Três indivíduos foram formalmente acusados pelo Ministério Público do Distrito Sul de Nova Iorque de orquestrarem uma rede ilegal de exportação de placas gráficas da NVIDIA para o território chinês. Segundo um comunicado do Departamento de Justiça dos EUA, a operação contornou a Lei de Reforma do Controlo de Exportações, desviando componentes que são atualmente a base fundamental para o treino e execução de modelos complexos de inteligência artificial.
Um plano elaborado na Super Micro Computer
Os acusados são Yih-Shyan "Wally" Liaw, Ruei-Tsang "Steven" Chang e Ting-Wei "Willy" Sun, dois funcionários e um prestador de serviços ligados à empresa de tecnologia norte-americana Super Micro Computer. O grupo terá montado um esquema de vários passos que envolvia a criação de encomendas falsas de servidores equipados com chips da NVIDIA, teoricamente destinados a empresas do Sudeste Asiático, mas que acabavam por ser enviados de forma secreta para a China.
Para encobrir o rasto, o plano passava por pagar a uma empresa de logística para reempacotar os equipamentos em Taiwan. Além disso, preparavam servidores falsos para serem inspecionados pela equipa de conformidade da própria Super Micro Computer e falsificavam os registos, garantindo que a empresa não percebesse o verdadeiro destino do material. As autoridades indicam que o trio facilitou a compra ilegal de servidores avaliados em cerca de 2,3 mil milhões de euros (2,5 mil milhões de dólares) entre os anos de 2024 e 2025.
O impacto na empresa e o histórico de contrabando
Embora a Super Micro Computer não seja nomeada como ré na acusação, o impacto do caso fez-se sentir nas ações da empresa na bolsa. Em resposta à situação, a tecnológica emitiu um comunicado onde se distancia das ações do grupo. Yih-Shyan Liaw, vice-presidente sénior de desenvolvimento de negócios, e Ruei-Tsang Chang, gestor de vendas em Taiwan, foram suspensos de funções. A relação contratual com Ting-Wei Sun foi terminada com efeitos imediatos.

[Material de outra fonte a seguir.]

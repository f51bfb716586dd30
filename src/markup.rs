//! Line-oriented markup for the archive and tag pages, plus the homepage permalink.
//!
//! Both pages are a sequence of sections, each a heading followed by a list of
//! article links, emitted one element per line:
//!
//! ```html
//! <h3>Mendel, 48 AT</h3>
//! <ul>
//! <li><a href="http://ratan.blog/first-post">First Post</a></li>
//! </ul>
//! ```

use crate::item::Item;
use maud::html;

pub const LIST_OPEN: &str = "<ul>";
pub const LIST_CLOSE: &str = "</ul>";

pub fn heading(text: &str) -> String {
    html! { h3 { (text) } }.into_string()
}

pub fn link(item: &Item) -> String {
    html! {
        li { a href=(item.url) { (item.title) } }
    }
    .into_string()
}

/// Link back to an article, appended to the homepage body.
pub fn permalink(url: &str) -> String {
    format!("<br />{}", html! { a href=(url) { "[Permalink]" } }.into_string())
}

/// A complete section: heading, list open, one link per item, list close.
pub fn section<'a>(title: &str, items: impl IntoIterator<Item = &'a Item>) -> Vec<String> {
    let mut lines = vec![heading(title), LIST_OPEN.to_string()];
    lines.extend(items.into_iter().map(link));
    lines.push(LIST_CLOSE.to_string());
    lines
}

Este caso está longe de ser um incidente isolado no que toca ao contrabando de hardware da NVIDIA a partir dos Estados Unidos. Após a administração de Donald Trump ter apertado as regras de exportação, estima-se que cerca de 920 milhões de euros em chips de inteligência artificial tenham sido vendidos ilegalmente em apenas três meses. Mais recentemente, em dezembro de 2025, as autoridades do Texas apreenderam mais de 46 milhões de euros em placas gráficas que tinham como destino o mercado chinês. A constante procura por tecnologia de inteligência artificial continua a alimentar o mercado paralelo pelo hardware necessário para a sua evolução.